> [Instructions for the task]
Tally the lines below that contain the word "Returns", then give the tally alone.

Saved entries
########################################
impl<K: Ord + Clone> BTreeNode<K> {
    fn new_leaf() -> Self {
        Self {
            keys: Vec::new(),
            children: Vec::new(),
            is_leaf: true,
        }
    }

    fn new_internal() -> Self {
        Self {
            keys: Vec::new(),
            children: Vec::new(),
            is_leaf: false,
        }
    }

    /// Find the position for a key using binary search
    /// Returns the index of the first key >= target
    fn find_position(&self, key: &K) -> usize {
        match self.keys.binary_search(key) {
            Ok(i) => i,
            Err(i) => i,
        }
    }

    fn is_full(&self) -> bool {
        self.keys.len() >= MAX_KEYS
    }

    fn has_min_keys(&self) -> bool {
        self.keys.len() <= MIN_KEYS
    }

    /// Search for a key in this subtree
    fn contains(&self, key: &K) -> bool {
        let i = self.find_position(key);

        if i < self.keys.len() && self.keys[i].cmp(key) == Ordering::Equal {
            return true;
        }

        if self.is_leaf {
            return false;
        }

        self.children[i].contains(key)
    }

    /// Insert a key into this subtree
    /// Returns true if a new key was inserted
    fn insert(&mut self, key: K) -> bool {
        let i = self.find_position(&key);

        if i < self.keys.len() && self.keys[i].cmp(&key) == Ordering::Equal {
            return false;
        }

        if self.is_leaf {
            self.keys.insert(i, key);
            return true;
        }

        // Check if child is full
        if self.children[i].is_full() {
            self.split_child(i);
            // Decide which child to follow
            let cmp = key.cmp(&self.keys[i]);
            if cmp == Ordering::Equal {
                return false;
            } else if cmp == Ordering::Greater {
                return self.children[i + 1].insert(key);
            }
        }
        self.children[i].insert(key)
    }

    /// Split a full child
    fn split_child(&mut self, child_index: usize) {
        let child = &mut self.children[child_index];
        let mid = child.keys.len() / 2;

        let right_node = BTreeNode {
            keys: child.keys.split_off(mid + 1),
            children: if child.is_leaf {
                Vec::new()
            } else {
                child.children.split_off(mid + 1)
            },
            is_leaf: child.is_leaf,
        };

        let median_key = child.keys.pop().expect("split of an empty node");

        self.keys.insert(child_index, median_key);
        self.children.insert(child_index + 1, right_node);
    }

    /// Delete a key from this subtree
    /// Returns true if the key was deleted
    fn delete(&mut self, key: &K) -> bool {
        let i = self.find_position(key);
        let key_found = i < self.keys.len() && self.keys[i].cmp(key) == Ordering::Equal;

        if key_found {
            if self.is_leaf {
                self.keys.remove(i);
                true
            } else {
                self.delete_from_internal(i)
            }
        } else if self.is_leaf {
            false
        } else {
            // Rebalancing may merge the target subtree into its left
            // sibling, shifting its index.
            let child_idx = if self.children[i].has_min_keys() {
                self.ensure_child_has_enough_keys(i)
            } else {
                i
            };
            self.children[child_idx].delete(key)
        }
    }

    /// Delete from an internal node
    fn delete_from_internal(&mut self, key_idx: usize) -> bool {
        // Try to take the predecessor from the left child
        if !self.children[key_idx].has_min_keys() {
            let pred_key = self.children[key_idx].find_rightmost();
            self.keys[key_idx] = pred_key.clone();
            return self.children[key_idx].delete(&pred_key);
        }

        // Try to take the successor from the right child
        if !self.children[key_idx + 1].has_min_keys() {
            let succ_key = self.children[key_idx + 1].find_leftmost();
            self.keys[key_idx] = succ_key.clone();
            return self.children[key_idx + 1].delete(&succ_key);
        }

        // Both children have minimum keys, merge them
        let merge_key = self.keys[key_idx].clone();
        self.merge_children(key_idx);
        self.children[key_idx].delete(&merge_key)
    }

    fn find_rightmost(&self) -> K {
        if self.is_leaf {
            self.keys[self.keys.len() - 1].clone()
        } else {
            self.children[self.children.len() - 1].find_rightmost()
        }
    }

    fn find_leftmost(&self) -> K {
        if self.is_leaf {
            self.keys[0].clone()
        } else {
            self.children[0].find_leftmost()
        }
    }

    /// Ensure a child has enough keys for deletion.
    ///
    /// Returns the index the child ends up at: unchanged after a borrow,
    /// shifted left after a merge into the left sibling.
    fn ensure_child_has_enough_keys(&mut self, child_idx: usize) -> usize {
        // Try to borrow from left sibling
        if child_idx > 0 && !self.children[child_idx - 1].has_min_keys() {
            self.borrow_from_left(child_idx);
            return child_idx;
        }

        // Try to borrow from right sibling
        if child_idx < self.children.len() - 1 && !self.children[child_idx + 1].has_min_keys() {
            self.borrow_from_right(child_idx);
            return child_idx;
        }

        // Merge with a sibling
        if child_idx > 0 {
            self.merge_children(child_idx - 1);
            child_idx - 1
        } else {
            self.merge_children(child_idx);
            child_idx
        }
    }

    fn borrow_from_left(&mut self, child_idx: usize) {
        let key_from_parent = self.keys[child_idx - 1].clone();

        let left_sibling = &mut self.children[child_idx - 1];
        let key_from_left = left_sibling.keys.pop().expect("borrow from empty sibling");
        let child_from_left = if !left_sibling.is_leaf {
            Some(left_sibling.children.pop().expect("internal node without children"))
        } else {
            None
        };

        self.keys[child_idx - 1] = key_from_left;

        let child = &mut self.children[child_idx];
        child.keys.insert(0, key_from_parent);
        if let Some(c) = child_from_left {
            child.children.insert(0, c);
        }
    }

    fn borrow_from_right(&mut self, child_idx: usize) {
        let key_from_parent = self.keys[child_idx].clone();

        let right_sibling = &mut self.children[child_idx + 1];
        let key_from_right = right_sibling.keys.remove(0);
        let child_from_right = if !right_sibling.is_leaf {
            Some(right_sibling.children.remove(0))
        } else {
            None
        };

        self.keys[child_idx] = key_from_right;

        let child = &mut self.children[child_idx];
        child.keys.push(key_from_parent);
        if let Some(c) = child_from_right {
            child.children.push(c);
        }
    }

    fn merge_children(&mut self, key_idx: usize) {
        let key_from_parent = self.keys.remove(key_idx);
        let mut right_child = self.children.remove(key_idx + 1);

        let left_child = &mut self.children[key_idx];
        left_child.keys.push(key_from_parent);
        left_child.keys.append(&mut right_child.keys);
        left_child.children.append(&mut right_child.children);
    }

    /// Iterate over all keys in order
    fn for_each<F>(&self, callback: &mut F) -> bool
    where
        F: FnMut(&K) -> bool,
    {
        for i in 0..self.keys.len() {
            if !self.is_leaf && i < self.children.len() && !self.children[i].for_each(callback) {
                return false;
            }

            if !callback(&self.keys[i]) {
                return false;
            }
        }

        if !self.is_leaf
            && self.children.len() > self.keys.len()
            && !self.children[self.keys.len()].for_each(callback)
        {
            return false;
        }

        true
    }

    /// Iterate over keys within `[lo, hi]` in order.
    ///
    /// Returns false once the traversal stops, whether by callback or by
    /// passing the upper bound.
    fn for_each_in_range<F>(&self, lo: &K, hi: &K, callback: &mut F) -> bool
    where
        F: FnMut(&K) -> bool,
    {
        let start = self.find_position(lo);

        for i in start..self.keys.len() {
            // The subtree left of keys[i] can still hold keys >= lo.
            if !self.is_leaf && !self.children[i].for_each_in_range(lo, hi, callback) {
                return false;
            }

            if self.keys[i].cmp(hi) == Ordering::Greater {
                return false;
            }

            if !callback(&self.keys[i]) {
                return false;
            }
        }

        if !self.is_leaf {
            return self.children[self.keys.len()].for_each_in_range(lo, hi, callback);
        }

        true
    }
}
########################################
> [Solution below]
5